Distúrbios podem ocorrer isoladamente, mas nada que ameace a democracia na América. Inclusive porque a democracia É a América. O país foi a primeira grande república moderna e, apesar de todos os percalços que sofreu, de todas as desigualdades que mancharam e mancham a sua história (e elas aumentaram fortemente no segundo mandato de Barack Obama), a sua alma é democrática, o seu sistema será sempre o capitalista e a liberdade de expressão será sempre absoluta. Em 1835, o francês Alexis de Tocqueville escreveu o clássico Da Democracia na América. Publicado trinta anos antes da Guerra de Secessão, o livro mostra a divisão entre os estados do Norte e do Sul e entre os partidos políticos que levariam à guerra civil. A polarização numa sociedade ainda escravocrata, meninos, era imensamente maior e mais violenta do que a apontada hoje por gente assustadiça.
Apesar de mostrar a divisão nos Estados Unidos, Alexis de Tocqueville não tinha dúvida de que estava se forjando na América do Norte uma sociedade com mentalidade inteiramente nova, sem a hierarquia social que imobilizava os países da Europa, e que viveria em efervescência constante, em debates contínuos. Foi o que se viu depois disso. Ora mais aparente, ora menos evidente, a polarização sempre existiu nos Estados Unidos. Mas, como notou Alexis de Tocqueville, trata-se de uma nação nas quais ricos e pobres repousam sobre o mesmo princípio:
“As paixões que agitam mais profundamente os americanos são as paixões comerciais e não as paixões políticas — ou melhor, eles transferem para a política os hábitos dos negócios. Eles amam a ordem, sem a qual os negócios não saberiam prosperar, e valorizam a regularidade moral, que é a base das boas casas; ele preferem o bom senso que cria as grandes fortunas ao gênio que frequentemente as dissipa, as ideias gerais assustam os seus espíritos acostumados aos cálculos positivos, e entre eles a prática é mais respeitada do que a teoria. É preciso ir à América para compreender a força que exerce o bem-estar material sobre as ações políticas e até sobre as próprias opiniões, que só estão submetidas à razão.”
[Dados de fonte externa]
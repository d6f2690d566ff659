//! The `baggage` header, as a list of key/value members.
//!
//! The identity exchange uses a single member (key [`PEER_IDENTITY`]) to carry
//! a workload identity between proxies. Other members belong to other
//! subsystems and must keep flowing, so reads and removals here operate on
//! individual members, never on the whole header.

use core::fmt;
use core::ops;

use bytes::Bytes;
use nom::character::complete::char;
use nom::combinator::{map, opt, rest};
use nom::sequence::{pair, preceded, separated_pair};
use nom::IResult;
use thiserror::Error;

use super::parser::{is_baggage_octet, is_token, key, octets, strip_whitespace, NoTail as _};

/// The `baggage` header.
pub const BAGGAGE: http::HeaderName = http::HeaderName::from_static("baggage");

/// The baggage member key carrying a peer identity payload.
pub const PEER_IDENTITY: &str = "peer-identity";

fn member<'v>() -> impl FnMut(&'v [u8]) -> IResult<&'v [u8], Member> {
    map(
        pair(
            separated_pair(strip_whitespace(key()), char('='), strip_whitespace(octets())),
            opt(preceded(char(';'), rest)),
        ),
        |((key, value), properties)| {
            Member(MemberInner::Pair {
                key,
                value,
                properties: properties.map(Bytes::copy_from_slice),
            })
        },
    )
}

/// A single member of a `baggage` header.
///
/// Members that do not parse as `key=value` pairs are held raw, so a
/// malformed member survives the removal of its neighbors unchanged.
#[derive(Clone, PartialEq, Eq)]
pub struct Member(MemberInner);

#[derive(Clone, PartialEq, Eq)]
enum MemberInner {
    Pair {
        key: Bytes,
        value: Bytes,
        properties: Option<Bytes>,
    },
    Raw(Bytes),
}

impl fmt::Debug for Member {
    fn fmt(&self, f: &mut fmt::Formatter<'_>) -> fmt::Result {
        match &self.0 {
            MemberInner::Pair {
                key,
                value,
                properties,
            } => f
                .debug_struct("Member::Pair")
                .field("key", &String::from_utf8_lossy(key))
                .field("value", &String::from_utf8_lossy(value))
                .field("properties", &properties.as_deref().map(String::from_utf8_lossy))
                .finish(),
            MemberInner::Raw(raw) => f
                .debug_tuple("Member::Raw")
                .field(&String::from_utf8_lossy(raw))
                .finish(),
        }
    }
}

impl Member {
    /// Create a `key=value` member, validating both against the baggage
    /// grammar.
    pub fn new(key: &str, value: impl Into<Bytes>) -> Result<Self, InvalidMember> {
        if key.is_empty() || !key.bytes().all(is_token) {
            return Err(InvalidMember::Key(key.to_string()));
        }

        let value = value.into();
        if !value.iter().all(|&c| is_baggage_octet(c)) {
            return Err(InvalidMember::Value);
        }

        Ok(Self(MemberInner::Pair {
            key: Bytes::copy_from_slice(key.as_bytes()),
            value,
            properties: None,
        }))
    }

    /// Parse a member from one comma-delimited segment of a header value.
    ///
    /// Segments that do not match the grammar are preserved raw.
    pub fn parse(segment: &[u8]) -> Self {
        member()(segment)
            .no_tail()
            .unwrap_or_else(|_| Self(MemberInner::Raw(Bytes::copy_from_slice(segment))))
    }

    /// The member key, if this member parsed as a pair.
    pub fn key(&self) -> Option<&[u8]> {
        match &self.0 {
            MemberInner::Pair { key, .. } => Some(key),
            MemberInner::Raw(_) => None,
        }
    }

    /// The member value, if this member parsed as a pair.
    pub fn value(&self) -> Option<&[u8]> {
        match &self.0 {
            MemberInner::Pair { value, .. } => Some(value),
            MemberInner::Raw(_) => None,
        }
    }

    /// Whether this member is a pair with the given key.
    ///
    /// Baggage keys are case sensitive.
    pub fn is(&self, key: &str) -> bool {
        self.key().is_some_and(|k| k == key.as_bytes())
    }

    /// Render the member as wire bytes.
    pub fn into_bytes(self) -> Vec<u8> {
        match self.0 {
            MemberInner::Pair {
                key,
                value,
                properties,
            } => {
                let mut bytes = Vec::with_capacity(
                    key.len() + 1 + value.len() + properties.as_ref().map_or(0, |p| p.len() + 1),
                );
                bytes.extend_from_slice(&key);
                bytes.push(b'=');
                bytes.extend_from_slice(&value);
                if let Some(properties) = properties {
                    bytes.push(b';');
                    bytes.extend_from_slice(&properties);
                }
                bytes
            }
            MemberInner::Raw(raw) => raw.to_vec(),
        }
    }
}

/// The members of one or more `baggage` header values.
#[derive(Debug, Default, Clone, PartialEq, Eq)]
pub struct MemberList {
    members: Vec<Member>,
}

impl MemberList {
    /// Parse the members of a single header value.
    pub fn from_value(value: &http::HeaderValue) -> Self {
        let members = value
            .as_bytes()
            .split(|&c| c == b',')
            .map(|segment| segment.trim_ascii())
            .filter(|segment| !segment.is_empty())
            .map(Member::parse)
            .collect();

        Self { members }
    }

    /// Collect the members of every `baggage` header in the map.
    pub fn from_headers(headers: &http::HeaderMap) -> Self {
        let mut members = Vec::new();
        for value in headers.get_all(BAGGAGE) {
            members.extend(Self::from_value(value).members);
        }

        Self { members }
    }

    /// The value of the first member with the given key.
    pub fn find(&self, key: &str) -> Option<&[u8]> {
        self.members.iter().find(|m| m.is(key)).and_then(Member::value)
    }

    /// Remove every member with the given key, reporting whether any were
    /// removed.
    pub fn remove(&mut self, key: &str) -> bool {
        let before = self.members.len();
        self.members.retain(|m| !m.is(key));
        self.members.len() != before
    }

    /// Append a member to the list.
    pub fn push(&mut self, member: Member) {
        self.members.push(member);
    }

    /// Render the list as a header value, or `None` when the list is empty.
    pub fn into_header_value(self) -> Option<http::HeaderValue> {
        if self.members.is_empty() {
            return None;
        }

        let bytes = self
            .members
            .into_iter()
            .map(Member::into_bytes)
            .collect::<Vec<_>>()
            .join(&b", "[..]);

        Some(
            http::HeaderValue::from_bytes(&bytes)
                .expect("baggage members must contain valid header bytes"),
        )
    }
}

impl ops::Deref for MemberList {
    type Target = [Member];

    fn deref(&self) -> &Self::Target {
        &self.members
    }
}

impl FromIterator<Member> for MemberList {
    fn from_iter<I>(iter: I) -> Self
    where
        I: IntoIterator<Item = Member>,
    {
        Self {
            members: iter.into_iter().collect(),
        }
    }
}

/// Look up a member value across every `baggage` header in the map.
pub fn find_member(headers: &http::HeaderMap, key: &str) -> Option<Bytes> {
    for value in headers.get_all(BAGGAGE) {
        let list = MemberList::from_value(value);
        if let Some(found) = list.find(key) {
            return Some(Bytes::copy_from_slice(found));
        }
    }

    None
}

/// Remove a member from every `baggage` header in the map.
///
/// Headers left with no members are dropped entirely; headers that never
/// carried the member pass through byte for byte.
pub fn strip_member(headers: &mut http::HeaderMap, key: &str) {
    if !headers.contains_key(BAGGAGE) {
        return;
    }

    let values = headers.get_all(BAGGAGE).iter().cloned().collect::<Vec<_>>();
    headers.remove(BAGGAGE);

    for value in values {
        let mut list = MemberList::from_value(&value);
        if list.remove(key) {
            if let Some(rebuilt) = list.into_header_value() {
                headers.append(BAGGAGE, rebuilt);
            }
        } else {
            headers.append(BAGGAGE, value);
        }
    }
}

/// Render a single member as a complete `baggage` header value.
pub fn member_value(key: &str, value: impl Into<Bytes>) -> Result<http::HeaderValue, InvalidMember> {
    let member = Member::new(key, value)?;
    Ok(http::HeaderValue::from_bytes(&member.into_bytes())
        .expect("a validated member contains valid header bytes"))
}

/// Error for a baggage member that cannot be represented on the wire.
#[derive(Debug, Error)]
pub enum InvalidMember {
    /// The key contains characters outside the token alphabet.
    #[error("invalid baggage key: {0}")]
    Key(String),

    /// The value contains bytes outside the baggage value alphabet.
    #[error("invalid baggage value")]
    Value,
}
A democracia na América experimentou vários solavancos internos e externos desde 1835: a Guerra de Secessão, o assassinato de Abraham Lincoln, as Guerras Mundiais, a Grande Depressão, a Guerra do Vietnã, o macartismo, a Crise dos Mísseis em Cuba, o assassinato de John Kennedy, a dura luta pelos direitos civis dos negros, Watergate, o atentado a Ronald Reagan, a Guerra do Golfo, os ataques terroristas em 2001, a crise financeira de 2008 e, agora, a pandemia. Mas os Estados Unidos jamais perderam ou perderão a sua essência democrática, porque ela é alma desse grande negócio que é o país.
Em conferência à Associação Americana de Jornais, em 1925, ao comentar o papel da imprensa numa sociedade baseada na livre-iniciativa, o então presidente Calvin Coolidge disse o seguinte:
“Afinal, o principal negócio do povo americano é fazer negócio. Eles estão profundamente preocupados em produzir, comprar, vender, investir e prosperar no mundo.”
Em resumo, o país jamais será socialista, como quer fazer crer Trump, e jamais será uma ditadura de direita, como sugerem os democratas, porque o capitalismo americano não suportaria as amarras de um regime autoritário. A democracia surgida em 1776 vive em ebulição permanente e o atual discurso apocalíptico não passa de estridência. Como tal, é incapaz de romper o contrato nacional que fundou a mais poderosa e rica nação da Terra. São os Estados Unidos, seu estúpido.